What's going on: Bitcoin rose to its highest level in more than a week on Tuesday, gaining more than 5% as the British pound and other currencies took a beating against the ultra-strong dollar. The recent gains gave crypto bulls hope that bitcoin was becoming a safe haven asset, or one that acts as a hedge when stocks are falling.
Then, around midday, the dollar grew in strength and bitcoin came crashing down again, wiping out all of its recent gains. Bitcoin slipped about another 1% Wednesday after the Bank of England tried to shore up UK debt.
When the dollar is strong, "there are no safe havens," warned Glen Goodman, eToro crypto consultant, on CoinDesk TV Tuesday.
Some background: Bitcoin is struggling for direction: The digital currency has been swinging between $18,000 and $25,000 since mid-June after a massive crash wiped nearly $2 trillion away from the crypto market. It is currently down 60% year-to-date.
The coin soared through the Covid-era on the wings of near-zero interest rates, stimulus cash and a big influx of investors from large-scale institutions and reached a record high of nearly $70,000 in November.
Then, central banks started raising rates to fight inflation, and the dollar strengthened significantly, seducing investors as the ultimate safe haven. At the same time, the economy began to sour and those new investors who still viewed bitcoin as a risky asset exited in droves. The crash caused a wave of bankruptcies among young companies like crypto trading platforms, Voyager and Celsius.
"In the current macro climate, when you have inflation and a huge sell-off and major crypto projects that failed, people are going to pull back," Tyler Winklevoss, co-founder of the crypto exchange platform Gemini, told me in an interview earlier this month. "Bitcoin is still new so it's still viewed by many as a risk-on asset. And as people pull risk off the table, bitcoin will suffer. But all assets are suffering, bitcoin isn't in this alone."
The silver lining: But even as bitcoin prices fall, investors see signs of a bottom.

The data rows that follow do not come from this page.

use std::{
    io::Result,
    net::{SocketAddr, UdpSocket},
    time::Instant,
};

use crossterm::event::KeyCode;

use crate::transmission::{EmitterState, send_burst, send_random_data, send_route_round};

#[derive(Debug, Clone, Copy, PartialEq, Eq)]
pub enum InputCommand {
    SendData,
    SendRoutes,
    SendBurst,
    StartAuto,
    StopAuto,
    ToggleNode(usize),
}

pub fn handle_input(key: KeyCode) -> Option<InputCommand> {
    match key {
        KeyCode::Char(c) => match c {
            ' ' => Some(InputCommand::SendData),
            'r' => Some(InputCommand::SendRoutes),
            'b' => Some(InputCommand::SendBurst),
            'a' => Some(InputCommand::StartAuto),
            's' => Some(InputCommand::StopAuto),
            '1'..='9' => c
                .to_digit(10)
                .map(|n| InputCommand::ToggleNode(n as usize - 1)),
            _ => None,
        },
        _ => None,
    }
}

/// Runs `command` and returns a status line describing what happened.
pub fn execute_command(
    command: InputCommand,
    state: &mut EmitterState,
    socket: &UdpSocket,
    target: SocketAddr,
) -> Result<String> {
    let status = match command {
        InputCommand::SendData => {
            if send_random_data(state, socket, target)? {
                "Sent one data frame".to_string()
            } else {
                "Every node is silent".to_string()
            }
        }
        InputCommand::SendRoutes => {
            send_route_round(state, socket, target)?;
            "Sent route tables".to_string()
        }
        InputCommand::SendBurst => {
            send_burst(state, socket, target)?;
            format!("Sent burst of {}", state.burst_count)
        }
        InputCommand::StartAuto => {
            state.next_auto_at = Some(Instant::now());
            format!("Automatic traffic every {:?}", state.auto_interval)
        }
        InputCommand::StopAuto => {
            state.next_auto_at = None;
            "Automatic traffic stopped".to_string()
        }
        InputCommand::ToggleNode(index) => match state.mesh.toggle_silent(index) {
            Some(silent) => format!(
                "Node {:#06x} {}",
                state.mesh.nodes()[index].address,
                if silent { "silenced" } else { "transmitting" }
            ),
            None => format!("No node {}", index + 1),
        },
    };
    Ok(status)
}
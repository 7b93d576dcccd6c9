use std::io::{Write, stdout};
use std::net::{SocketAddr, UdpSocket};
use std::time::{Duration, Instant};

use clap::Parser;
use crossterm::{
    cursor,
    event::{self, Event, KeyCode, KeyEventKind},
    execute, queue,
    terminal::{self, Clear, ClearType, EnterAlternateScreen, LeaveAlternateScreen},
};

use crate::cli::Args;
use crate::input::{execute_command, handle_input};
use crate::mesh::SimulatedMesh;
use crate::transmission::{EmitterState, send_auto_traffic};

mod cli;
mod input;
mod mesh;
mod transmission;

struct TerminalGuard;

impl Drop for TerminalGuard {
    fn drop(&mut self) {
        let _ = terminal::disable_raw_mode();
        let _ = execute!(stdout(), LeaveAlternateScreen, cursor::Show);
    }
}

fn main() -> anyhow::Result<()> {
    let args = Args::parse();
    let socket = UdpSocket::bind("0.0.0.0:0")?;

    let mut state = EmitterState::new(
        SimulatedMesh::chain(args.nodes),
        args.burst,
        Duration::from_millis(args.interval_ms),
    );

    terminal::enable_raw_mode()?;
    execute!(stdout(), EnterAlternateScreen, cursor::Hide)?;
    let _guard = TerminalGuard;

    run_app(&mut state, &socket, args.target)?;
    Ok(())
}

fn run_app(state: &mut EmitterState, socket: &UdpSocket, target: SocketAddr) -> anyhow::Result<()> {
    let mut status = format!("Sending to {target}");

    loop {
        render(state, &status)?;

        if event::poll(Duration::from_millis(50))? {
            if let Event::Key(key) = event::read()? {
                if key.kind == KeyEventKind::Press {
                    match key.code {
                        KeyCode::Char('q') | KeyCode::Esc => break,
                        code => {
                            if let Some(command) = handle_input(code) {
                                status = execute_command(command, state, socket, target)?;
                            }
                        }
                    }
                }
            }
        }

        send_auto_traffic(state, socket, target, Instant::now())?;
    }

    Ok(())
}

fn render(state: &EmitterState, status: &str) -> std::io::Result<()> {
    let mut out = stdout();
    queue!(out, cursor::MoveTo(0, 0), Clear(ClearType::All))?;
    write!(out, "Mesh traffic emitter")?;
    queue!(out, cursor::MoveToNextLine(1))?;
    write!(
        out,
        "Commands: Space=data | R=routes | B=burst | A/S=auto on/off | 1-9=silence node | Q=quit"
    )?;
    queue!(out, cursor::MoveToNextLine(2))?;

    for (i, node) in state.mesh.nodes().iter().enumerate() {
        write!(
            out,
            "[{}] {:#06x}  seq={:<6} {}",
            i + 1,
            node.address,
            node.next_seq,
            if node.silent { "silent" } else { "live" }
        )?;
        queue!(out, cursor::MoveToNextLine(1))?;
    }

    queue!(out, cursor::MoveToNextLine(1))?;
    write!(
        out,
        "data={} routes={} auto={}",
        state.data_sent,
        state.routes_sent,
        if state.next_auto_at.is_some() { "on" } else { "off" }
    )?;
    queue!(out, cursor::MoveToNextLine(1))?;
    write!(out, "{status}")?;
    out.flush()
}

Ben Gagnon, chief mining officer at Bitfarms sees anything below $20,000 as the price where fair-weather institutional investors retreat from the currency for good, which will help stabilize bitcoin's current volatility and send it up an upward path.
As of Wednesday morning, bitcoin was sitting below $19,000.

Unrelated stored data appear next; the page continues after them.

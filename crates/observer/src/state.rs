use std::sync::{Mutex, MutexGuard, PoisonError};
use std::time::{Duration, Instant, SystemTime};

use common::{Address, NodeStatus, Packet, Payload, RouteEntry, TopologySnapshot};
use tracing::{debug, info, warn};

use crate::config::ObserverConfig;
use crate::topology::TopologyManager;
use crate::traffic::{SeqArrival, TrafficMonitor};

/// Shared observer state. Every operation holds the one lock for its whole
/// duration, so they are linearizable with respect to each other.
pub struct Observer {
    inner: Mutex<ObserverState>,
}

struct ObserverState {
    topology: TopologyManager,
    traffic: TrafficMonitor,
    snapshot_seq: u64,
}

impl Observer {
    pub fn new(timeout: Duration, rate_window_secs: u32) -> Self {
        Observer {
            inner: Mutex::new(ObserverState {
                topology: TopologyManager::new(timeout),
                traffic: TrafficMonitor::new(rate_window_secs),
                snapshot_seq: 0,
            }),
        }
    }

    pub fn from_config(config: &ObserverConfig) -> Self {
        Self::new(config.timeout(), config.rate_window_secs)
    }

    // Every mutation is a replacement, so state behind a poisoned lock is
    // still consistent.
    fn lock(&self) -> MutexGuard<'_, ObserverState> {
        self.inner.lock().unwrap_or_else(PoisonError::into_inner)
    }

    /// Applies a decoded frame. Returns `false` if it was discarded because
    /// its source address is `0`.
    pub fn record(&self, packet: &Packet, now: Instant) -> bool {
        let src = packet.header.src;
        if src == 0 {
            warn!(
                via = packet.via,
                "discarding {} frame from address 0",
                packet.packet_type()
            );
            return false;
        }

        let mut state = self.lock();
        match &packet.payload {
            Payload::Data(_) => state.topology.on_data(src, now),
            Payload::RouteTable(entries) => {
                let valid: Vec<RouteEntry> =
                    entries.iter().filter(|e| e.address != 0).copied().collect();
                if valid.len() != entries.len() {
                    debug!(
                        src,
                        dropped = entries.len() - valid.len(),
                        "stripped route entries for address 0"
                    );
                }
                state.topology.on_route_table(src, valid, now);
            }
        }
        let arrival = state.traffic.record(packet, now);
        drop(state);

        match arrival {
            SeqArrival::InOrder => {}
            SeqArrival::Gap { missed } => debug!(src, missed, "test data sequence gap"),
            SeqArrival::Reordered => debug!(src, "test data out of order"),
            SeqArrival::Repeated => debug!(src, "duplicate test data"),
        }
        true
    }

    pub fn classify(&self, addr: Address, now: Instant) -> Option<(NodeStatus, bool)> {
        self.lock().topology.classify(addr, now)
    }

    /// Evicts every address that no longer has a reason to exist and drops
    /// its traffic counters with it.
    pub fn sweep(&self, now: Instant) -> Vec<Address> {
        let mut state = self.lock();
        let evicted = state.topology.sweep(now);
        for addr in &evicted {
            state.traffic.forget(*addr);
        }
        drop(state);

        if !evicted.is_empty() {
            info!(count = evicted.len(), addresses = ?evicted, "evicted nodes");
        }
        evicted
    }

    pub fn snapshot(&self, now: Instant) -> TopologySnapshot {
        let mut state = self.lock();
        let (mut nodes, edges) = state.topology.snapshot(now);
        for (addr, node) in nodes.iter_mut() {
            node.traffic = state.traffic.stats(*addr, now);
        }
        state.snapshot_seq += 1;

        TopologySnapshot {
            snapshot_seq: state.snapshot_seq,
            snapshot_timestamp_epoch_us: SystemTime::now()
                .duration_since(SystemTime::UNIX_EPOCH)
                .map(|d| d.as_micros() as u64)
                .unwrap_or(0),
            nodes,
            edges,
        }
    }

    /// One periodic round: sweep, then snapshot what is left.
    pub fn tick(&self, now: Instant) -> TopologySnapshot {
        self.sweep(now);
        self.snapshot(now)
    }

    pub fn len(&self) -> usize {
        self.lock().topology.len()
    }

    pub fn is_empty(&self) -> bool {
        self.len() == 0
    }
}
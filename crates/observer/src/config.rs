use std::net::SocketAddr;
use std::path::Path;
use std::time::Duration;

use serde::Deserialize;
use thiserror::Error;

#[derive(Debug, Error)]
pub enum ConfigError {
    #[error("IO error: {0}")]
    Io(#[from] std::io::Error),
    #[error("Parse error: {0}")]
    Parse(#[from] toml::de::Error),
    #[error("Invalid configuration: {0}")]
    Invalid(String),
}

#[derive(Debug, Deserialize, Clone, PartialEq)]
#[serde(default)]
pub struct ObserverConfig {
    /// UDP address the mesh gateway forwards datagrams to.
    pub listen: SocketAddr,

    /// Seconds a reporting node stays active without being heard from.
    pub timeout_secs: u64,

    /// Interval between sweep/snapshot rounds.
    pub sweep_interval_ms: u64,

    pub recv_buffer_size: usize,

    /// Sliding window for per-node traffic rates.
    pub rate_window_secs: u32,

    /// Where postcard-encoded snapshots are sent, if anywhere. Each snapshot
    /// is one datagram, so meshes whose snapshot encodes past 64 KiB are not
    /// published here.
    pub snapshot_target: Option<SocketAddr>,

    pub log_level: String,
}

impl Default for ObserverConfig {
    fn default() -> Self {
        ObserverConfig {
            listen: SocketAddr::from(([0, 0, 0, 0], 8080)),
            timeout_secs: 8,
            sweep_interval_ms: 1000,
            recv_buffer_size: 1024,
            rate_window_secs: 5,
            snapshot_target: None,
            log_level: "info".to_string(),
        }
    }
}

impl ObserverConfig {
    pub fn from_file<P: AsRef<Path>>(path: P) -> Result<Self, ConfigError> {
        let content = std::fs::read_to_string(path)?;
        Self::from_toml(&content)
    }

    pub fn from_toml(content: &str) -> Result<Self, ConfigError> {
        Ok(toml::from_str(content)?)
    }

    pub fn validate(&self) -> Result<(), ConfigError> {
        if self.timeout_secs == 0 {
            return Err(ConfigError::Invalid("timeout_secs must be > 0".into()));
        }
        if self.sweep_interval_ms == 0 {
            return Err(ConfigError::Invalid("sweep_interval_ms must be > 0".into()));
        }
        if self.rate_window_secs == 0 {
            return Err(ConfigError::Invalid("rate_window_secs must be > 0".into()));
        }
        if self.recv_buffer_size < common::FRAME_PREFIX_SIZE {
            return Err(ConfigError::Invalid(format!(
                "recv_buffer_size must hold at least {} bytes",
                common::FRAME_PREFIX_SIZE
            )));
        }
        Ok(())
    }

    pub fn timeout(&self) -> Duration {
        Duration::from_secs(self.timeout_secs)
    }

    pub fn sweep_interval(&self) -> Duration {
        Duration::from_millis(self.sweep_interval_ms)
    }
}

"I'd be very surprised if we ended the year this low," said Gagnon. "I think Bitcoin is going to start to recover now that it's kind of shaken out of a lot of the excess."

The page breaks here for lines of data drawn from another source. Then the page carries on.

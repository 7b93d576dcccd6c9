use std::net::{SocketAddr, UdpSocket};
use std::path::PathBuf;
use std::sync::Arc;
use std::sync::atomic::{AtomicBool, Ordering};
use std::time::Duration;

use anyhow::Context;
use clap::{Parser, Subcommand};
use observer::{
    IngestStats, LogSink, Observer, ObserverConfig, SnapshotSink, UdpSink, receive_loop,
    spawn_sweeper,
};
use tracing::{error, info, warn};
use tracing_subscriber::EnvFilter;

/// How often the receive loop wakes up to check for shutdown.
const RECV_POLL: Duration = Duration::from_millis(250);

/// Passive topology observer for a wireless mesh
#[derive(Parser, Debug)]
#[command(name = "observer", version, about, long_about = None)]
struct Cli {
    #[command(subcommand)]
    command: Option<Commands>,

    /// Path to a TOML configuration file
    #[arg(short, long, global = true)]
    config: Option<PathBuf>,

    /// UDP address to listen on
    #[arg(long)]
    listen: Option<SocketAddr>,

    /// Seconds before a silent reporting node turns stale
    #[arg(long)]
    timeout_secs: Option<u64>,

    /// Send postcard-encoded snapshots to this UDP address
    #[arg(long)]
    snapshot_target: Option<SocketAddr>,

    /// Log level (trace, debug, info, warn, error)
    #[arg(long)]
    log_level: Option<String>,
}

#[derive(Subcommand, Debug)]
enum Commands {
    /// Run the observer (default)
    Run,
    /// Validate the configuration and exit
    Validate,
}

impl Cli {
    fn load_config(&self) -> anyhow::Result<ObserverConfig> {
        let mut config = match &self.config {
            Some(path) => ObserverConfig::from_file(path)
                .with_context(|| format!("loading {}", path.display()))?,
            None => ObserverConfig::default(),
        };
        if let Some(listen) = self.listen {
            config.listen = listen;
        }
        if let Some(timeout_secs) = self.timeout_secs {
            config.timeout_secs = timeout_secs;
        }
        if let Some(target) = self.snapshot_target {
            config.snapshot_target = Some(target);
        }
        if let Some(level) = &self.log_level {
            config.log_level = level.clone();
        }
        Ok(config)
    }
}

fn main() -> anyhow::Result<()> {
    let cli = Cli::parse();
    let config = cli.load_config()?;

    let filter = EnvFilter::try_new(&config.log_level).unwrap_or_else(|_| EnvFilter::new("info"));
    tracing_subscriber::fmt().with_env_filter(filter).init();

    match cli.command.unwrap_or(Commands::Run) {
        Commands::Run => run(config),
        Commands::Validate => validate(&config),
    }
}

fn validate(config: &ObserverConfig) -> anyhow::Result<()> {
    match config.validate() {
        Ok(()) => {
            info!("Configuration is valid.");
            info!(listen = %config.listen, timeout_secs = config.timeout_secs, "observer");
            Ok(())
        }
        Err(e) => {
            error!("Configuration is INVALID: {e}");
            Err(e.into())
        }
    }
}

fn run(config: ObserverConfig) -> anyhow::Result<()> {
    config.validate()?;

    let socket = UdpSocket::bind(config.listen)
        .with_context(|| format!("couldn't bind to {}", config.listen))?;
    socket.set_read_timeout(Some(RECV_POLL))?;

    let observer = Arc::new(Observer::from_config(&config));
    let running = Arc::new(AtomicBool::new(true));

    let r = Arc::clone(&running);
    ctrlc::set_handler(move || {
        r.store(false, Ordering::SeqCst);
    })?;

    let mut sinks: Vec<Box<dyn SnapshotSink + Send>> = vec![Box::new(LogSink::default())];
    if let Some(target) = config.snapshot_target {
        sinks.push(Box::new(UdpSink::new(target)?));
        info!(%target, "publishing snapshots");
    }
    let sweeper = spawn_sweeper(
        Arc::clone(&observer),
        config.sweep_interval(),
        sinks,
        Arc::clone(&running),
    )?;

    info!(
        listen = %config.listen,
        timeout_secs = config.timeout_secs,
        "observer started, press Ctrl+C to stop"
    );

    let stats = IngestStats::default();
    let result = receive_loop(
        &socket,
        &observer,
        &running,
        config.recv_buffer_size,
        &stats,
    );

    running.store(false, Ordering::SeqCst);
    if sweeper.join().is_err() {
        warn!("sweeper thread panicked");
    }
    info!(nodes = observer.len(), "observer stopped");

    result.context("receive loop failed")
}
//! Point lights and their orbit animation.

use crate::math::{Mat4, Vec3};

/// Exponent of the specular term; larger means a tighter highlight.
pub const HIGHLIGHT_SIZE: f32 = 16.0;
pub const SPECULAR_INTENSITY: f32 = 0.1;
/// Uniform scale of the cube drawn at each light.
pub const LAMP_SCALE: f32 = 0.6;
/// Orbit speed around world Y, degrees per second.
pub const ORBIT_SPEED: f32 = 45.0;

#[derive(Debug, Clone, Copy, PartialEq)]
pub struct PointLight {
    pub position: Vec3,
    pub color: Vec3,
    pub ambient_strength: f32,
    pub specular_intensity: f32,
}

impl PointLight {
    pub fn new(position: Vec3, color: Vec3, ambient_strength: f32) -> Self {
        Self {
            position,
            color,
            ambient_strength,
            specular_intensity: SPECULAR_INTENSITY,
        }
    }

    /// Warm orange key light.
    pub fn key() -> Self {
        Self::new(Vec3::new(-2.5, -0.5, 0.0), Vec3::new(1.0, 0.5, 0.0), 0.3)
    }

    /// White fill light.
    pub fn fill() -> Self {
        Self::new(Vec3::new(3.0, -2.0, 0.0), Vec3::ONE, 0.1)
    }

    /// Phong contribution of this light at a surface point.
    ///
    /// `normal` must be normalized. Returns `ambient + diffuse + specular`,
    /// not yet modulated by the surface color.
    pub fn phong(&self, frag_pos: Vec3, normal: Vec3, view_pos: Vec3) -> Vec3 {
        let ambient = self.color * self.ambient_strength;

        let light_dir = (self.position - frag_pos).normalize();
        let diffuse = self.color * normal.dot(light_dir).max(0.0);

        let view_dir = (view_pos - frag_pos).normalize();
        let reflect_dir = (-light_dir).reflect(normal);
        let spec = view_dir.dot(reflect_dir).max(0.0).powf(HIGHLIGHT_SIZE);
        let specular = self.color * (self.specular_intensity * spec);

        ambient + diffuse + specular
    }

    /// Model matrix of the lamp cube marking this light.
    pub fn lamp_model(&self) -> Mat4 {
        Mat4::translation_vec(self.position) * Mat4::scaling_uniform(LAMP_SCALE)
    }
}

/// The two lights of the desk scene, orbiting the world Y axis.
#[derive(Debug, Clone)]
pub struct LightRig {
    lights: Vec<PointLight>,
    orbiting: bool,
    /// Degrees per second.
    pub orbit_speed: f32,
}

impl Default for LightRig {
    fn default() -> Self {
        Self::new(vec![PointLight::key(), PointLight::fill()])
    }
}

impl LightRig {
    pub fn new(lights: Vec<PointLight>) -> Self {
        Self {
            lights,
            orbiting: true,
            orbit_speed: ORBIT_SPEED,
        }
    }

    pub fn lights(&self) -> &[PointLight] {
        &self.lights
    }

    pub fn is_orbiting(&self) -> bool {
        self.orbiting
    }

    pub fn pause(&mut self) {
        self.orbiting = false;
    }

    pub fn resume(&mut self) {
        self.orbiting = true;
    }

    /// Advances the orbit by `delta_time` seconds.
    pub fn update(&mut self, delta_time: f32) {
        if !self.orbiting {
            return;
        }
        let rotation = Mat4::rotation_y((self.orbit_speed * delta_time).to_radians());
        for light in &mut self.lights {
            light.position = rotation.transform_point(light.position);
        }
    }
}

#[cfg(test)]
mod tests {
    use super::*;
    use approx::assert_relative_eq;

    #[test]
    fn facing_light_gets_full_diffuse() {
        let light = PointLight::new(Vec3::new(0.0, 5.0, 0.0), Vec3::ONE, 0.0);
        let lit = light.phong(Vec3::ZERO, Vec3::Y, Vec3::new(10.0, 0.0, 0.0));
        assert_relative_eq!(lit.x, 1.0, epsilon = 1e-5);
    }

    #[test]
    fn back_facing_surface_gets_only_ambient() {
        let light = PointLight::key();
        let lit = light.phong(Vec3::ZERO, Vec3::Y, Vec3::new(0.0, 0.0, 5.0));
        // key light sits below the surface
        assert_relative_eq!(lit.x, 0.3, epsilon = 1e-5);
        assert_relative_eq!(lit.y, 0.15, epsilon = 1e-5);
        assert_relative_eq!(lit.z, 0.0);
    }

    #[test]
    fn mirror_view_adds_specular() {
        let light = PointLight::new(Vec3::new(-1.0, 1.0, 0.0), Vec3::ONE, 0.0);
        let normal = Vec3::Y;
        let lit = light.phong(Vec3::ZERO, normal, Vec3::new(1.0, 1.0, 0.0));
        let diffuse = std::f32::consts::FRAC_1_SQRT_2;
        assert_relative_eq!(lit.x, diffuse + SPECULAR_INTENSITY, epsilon = 1e-4);
    }

    #[test]
    fn orbit_preserves_height_and_radius() {
        let mut rig = LightRig::default();
        rig.update(1.0);
        let key = rig.lights()[0].position;
        assert_relative_eq!(key.y, -0.5);
        assert_relative_eq!((key.x * key.x + key.z * key.z).sqrt(), 2.5, epsilon = 1e-5);
        assert_relative_eq!(key.z, 2.5 * 45f32.to_radians().sin(), epsilon = 1e-5);
    }

    #[test]
    fn paused_rig_stays_put() {
        let mut rig = LightRig::default();
        rig.pause();
        rig.update(1.0);
        assert_eq!(rig.lights()[1].position, Vec3::new(3.0, -2.0, 0.0));
        rig.resume();
        assert!(rig.is_orbiting());
    }
}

"This is an interesting time," said Chris Kline, COO and co-founder of Bitcoin IRA, a digital asset technology platform. "For the last eight months, bitcoin has been acting like a tech stock because there have been so many institutional investors in it." As that money floods out, he said, things could change.
It's a big TBD, but bitcoin advocates remain cautiously optimistic.